Un viaggio tra mondi estremi con La Venta e il CAI Biella

Il 6 giugno alle ore 21, presso l’Auditorium di Città Studi a Biella, si terrà il quarto appuntamento dei “Bugianen”, una serata dedicata alle “esplorazioni ai confini del mondo” organizzata dal CAI Biella.

L’evento vedrà come ospite l’associazione La Venta, nota per le sue attività di esplorazione speleologica e ricerca scientifica in ambienti estremi.

Speleologia e ricerca scientifica: le parole chiave dell’evento a Biella

La serata “Esplorazioni ai confini del mondo” offrirà al pubblico un viaggio tra mondi tropicali, glaciali, vulcanici e desertici.

Gli interventi di Luca Gandolfo e Ada De Matteo, relatori dell’associazione La Venta, illustreranno i principali progetti di esplorazione speleologica condotti dall’associazione, con particolare attenzione agli aspetti scientifici e divulgativi.

La speleologia, disciplina che studia le grotte e i fenomeni carsici, ha una lunga storia di esplorazioni che si estende dalla preistoria fino ai giorni nostri[1].

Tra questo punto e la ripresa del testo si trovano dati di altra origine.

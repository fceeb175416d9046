use super::handlers;
use super::types::{AppState, Request};
use crate::ipc::error::{err, ErrorCode};

pub fn handle_request(state: &AppState, req: Request) -> serde_json::Value {
    tracing::debug!(id = %req.id, method = %req.method, "request");

    if let Some(resp) = handlers::core::try_handle(state, &req) {
        return resp;
    }
    if let Some(resp) = handlers::grades::try_handle(state, &req) {
        return resp;
    }
    if let Some(resp) = handlers::ranking::try_handle(state, &req) {
        return resp;
    }
    if let Some(resp) = handlers::bulletin::try_handle(state, &req) {
        return resp;
    }

    tracing::warn!(method = %req.method, "unknown method");
    err(
        &req.id,
        ErrorCode::NotImplemented,
        format!("unknown method: {}", req.method),
        None,
    )
}
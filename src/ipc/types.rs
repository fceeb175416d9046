use crate::config::EngineConfig;
use crate::model::de_id;
use serde::Deserialize;

/// One JSON line from the host. Hosts number their requests, so the id may
/// be a string or an integer; replies always echo it as a string.
#[derive(Debug, Deserialize, Clone)]
pub struct Request {
    #[serde(deserialize_with = "de_id")]
    pub id: String,
    pub method: String,
    #[serde(default)]
    pub params: serde_json::Value,
}

/// Startup settings only; every request carries its own data snapshot.
pub struct AppState {
    pub config: EngineConfig,
}

impl AppState {
    pub fn new(config: EngineConfig) -> Self {
        tracing::info!(
            tie_epsilon = config.tie_epsilon,
            divisor = ?config.primary_annual_divisor,
            prefer_server_values = config.prefer_server_values,
            "engine config in effect"
        );
        Self { config }
    }
}
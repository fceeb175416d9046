//! JSON-lines protocol: one request per stdin line, one reply per stdout line.

mod error;
mod handlers;
mod helpers;
mod router;
mod types;

pub use error::{rejected, ErrorCode};
pub use router::handle_request;
pub use types::{AppState, Request};
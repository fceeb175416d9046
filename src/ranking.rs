use crate::calc::round_2_decimals;
use crate::model::{de_id, PeriodKey};
use serde::{Deserialize, Serialize};
use std::cmp::Ordering;

#[derive(Debug, Clone, PartialEq, Serialize, Deserialize)]
#[serde(rename_all = "camelCase")]
pub struct StudentAverage {
    #[serde(alias = "student_id", deserialize_with = "de_id")]
    pub student_id: String,
    #[serde(default, alias = "moyenne")]
    pub average: Option<f64>,
}

impl StudentAverage {
    pub fn new(student_id: impl Into<String>, average: Option<f64>) -> Self {
        Self {
            student_id: student_id.into(),
            average,
        }
    }

    /// Missing or non-finite averages rank as 0.
    fn value(&self) -> f64 {
        self.average.filter(|v| v.is_finite()).unwrap_or(0.0)
    }
}

#[derive(Debug, Clone, PartialEq, Serialize)]
#[serde(rename_all = "camelCase")]
pub struct StudentRank {
    pub student_id: String,
    pub average: f64,
    /// 1-based; 0 means not ranked.
    pub rank: u32,
}

/// Competition ranking of one class for one period.
///
/// Every student takes part, including those without grades (ranked last).
/// A student whose average is within `epsilon` of the one ranked just above
/// shares that rank, and the next distinct average resumes at its 1-based
/// position: `[20, 20, 18]` ranks as `[1, 1, 3]`. When nobody has a positive
/// average the whole class is unranked (all 0). Output follows input order.
pub fn rank_period(averages: &[StudentAverage], epsilon: f64) -> Vec<StudentRank> {
    let mut ranks = vec![0_u32; averages.len()];

    if averages.iter().any(|a| a.value() > 0.0) {
        let mut order: Vec<usize> = (0..averages.len()).collect();
        order.sort_by(|&i, &j| {
            averages[j]
                .value()
                .partial_cmp(&averages[i].value())
                .unwrap_or(Ordering::Equal)
                .then_with(|| averages[i].student_id.cmp(&averages[j].student_id))
        });

        let mut prev: Option<(f64, u32)> = None;
        for (pos, &i) in order.iter().enumerate() {
            let v = averages[i].value();
            let rank = match prev {
                Some((pv, pr)) if (pv - v).abs() < epsilon => pr,
                _ => pos as u32 + 1,
            };
            ranks[i] = rank;
            prev = Some((v, rank));
        }
    }

    averages
        .iter()
        .zip(ranks)
        .map(|(a, rank)| StudentRank {
            student_id: a.student_id.clone(),
            average: a.value(),
            rank,
        })
        .collect()
}

pub fn rank_of(ranks: &[StudentRank], student_id: &str) -> Option<u32> {
    ranks
        .iter()
        .find(|r| r.student_id == student_id)
        .map(|r| r.rank)
        .filter(|r| *r > 0)
}

#[derive(Debug, Clone, PartialEq, Deserialize)]
#[serde(rename_all = "camelCase")]
pub struct RankingEntry {
    #[serde(alias = "student_id", alias = "eleve", deserialize_with = "de_id")]
    pub student_id: String,
    #[serde(alias = "rang")]
    pub rank: u32,
}

/// Server-side ranking of a class for one period.
#[derive(Debug, Clone, PartialEq, Deserialize)]
#[serde(rename_all = "camelCase")]
pub struct RankingSnapshot {
    pub period: PeriodKey,
    #[serde(default)]
    pub entries: Vec<RankingEntry>,
}

impl RankingSnapshot {
    pub fn rank_of(&self, student_id: &str) -> Option<u32> {
        self.entries
            .iter()
            .find(|e| e.student_id == student_id)
            .map(|e| e.rank)
            .filter(|r| *r > 0)
    }
}

#[derive(Debug, Clone, Copy, PartialEq, Serialize)]
#[serde(rename_all = "camelCase")]
pub struct ClassPeriodStats {
    pub highest: f64,
    pub lowest: f64,
    pub mean: f64,
    pub graded_students: usize,
}

/// Class-wide figures over the students that have a positive average.
pub fn class_period_stats(averages: &[StudentAverage]) -> Option<ClassPeriodStats> {
    let graded: Vec<f64> = averages
        .iter()
        .map(StudentAverage::value)
        .filter(|v| *v > 0.0)
        .collect();
    if graded.is_empty() {
        return None;
    }
    let highest = graded.iter().copied().fold(f64::MIN, f64::max);
    let lowest = graded.iter().copied().fold(f64::MAX, f64::min);
    let mean = graded.iter().sum::<f64>() / graded.len() as f64;
    Some(ClassPeriodStats {
        highest,
        lowest,
        mean: round_2_decimals(mean),
        graded_students: graded.len(),
    })
}
use crate::ipc::error::ok;
use crate::ipc::helpers::{effective_config, ok_value};
use crate::ipc::types::{AppState, Request};
use serde_json::json;

fn handle_health(state: &AppState, req: &Request) -> serde_json::Value {
    ok(
        &req.id,
        json!({
            "version": env!("CARGO_PKG_VERSION"),
            "config": state.config,
        }),
    )
}

fn handle_config_get(state: &AppState, req: &Request) -> serde_json::Value {
    match effective_config(state, req) {
        Ok(cfg) => ok_value(req, &cfg),
        Err(e) => e,
    }
}

pub fn try_handle(state: &AppState, req: &Request) -> Option<serde_json::Value> {
    match req.method.as_str() {
        "health" => Some(handle_health(state, req)),
        "config.get" => Some(handle_config_get(state, req)),
        _ => None,
    }
}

Nel corso dei secoli, le grotte sono state oggetto di interesse per motivi legati alla sopravvivenza, alla spiritualità e, più recentemente, alla ricerca scientifica e alla tutela ambientale.

Esplorazioni speleologiche: dai tropici ai deserti, passando per i ghiacci

Durante l’incontro “Esplorazioni ai confini del mondo”, il pubblico potrà scoprire come le spedizioni speleologiche di La Venta abbiano portato i ricercatori a esplorare ambienti tra loro molto diversi.

I progetti dell’associazione spaziano dalle grotte dei tropici, ricche di biodiversità e fenomeni carsici, ai sistemi ipogei dei ghiacciai, fino alle cavità vulcaniche e agli ambienti desertici.

La speleologia moderna si avvale di tecnologie avanzate e di un approccio multidisciplinare, che coinvolge geologi, biologi, climatologi e altri specialisti.

Le esplorazioni ai confini del mondo rappresentano oggi una frontiera importante per la ricerca scientifica, permettendo di raccogliere dati utili per lo studio del clima, della geologia e degli ecosistemi sotterranei[1].

L’importanza della divulgazione speleologica e della collaborazione tra associazioni

L’evento “Esplorazioni ai confini del mondo” sottolinea anche il valore della collaborazione tra associazioni speleologiche e gruppi locali, come il Gruppo Speleologico Biellese.

La diffusione della cultura speleologica e la condivisione delle conoscenze scientifiche sono elementi fondamentali per avvicinare il pubblico alle tematiche ambientali e alla tutela del patrimonio ipogeo.

La speleologia, oltre a essere una disciplina scientifica, rappresenta un importante strumento di divulgazione e sensibilizzazione.

Le esplorazioni ai confini del mondo, come quelle raccontate da La Venta, contribuiscono a far conoscere la complessità e la fragilità degli ambienti sotterranei, stimolando l’interesse verso la ricerca e la conservazione[1].

Ingresso libero e appuntamento per gli appassionati di esplorazioni ai confini del mondo

La serata “Esplorazioni ai confini del mondo” è a ingresso libero e si rivolge a tutti gli appassionati di speleologia, esplorazione e scienza.

L’appuntamento del 6 giugno rappresenta un’occasione per approfondire il ruolo delle esplorazioni speleologiche nella conoscenza del nostro pianeta e per scoprire le attività di ricerca scientifica condotte ai confini del mondo.

L’evento si inserisce in un ciclo di incontri che mira a valorizzare la speleologia come disciplina di frontiera, capace di unire avventura, scienza e tutela ambientale.

Le esplorazioni ai confini del mondo saranno il filo conduttore di una serata dedicata alla scoperta e alla conoscenza, nel segno della collaborazione tra associazioni e della passione per l’ambiente sotterraneo.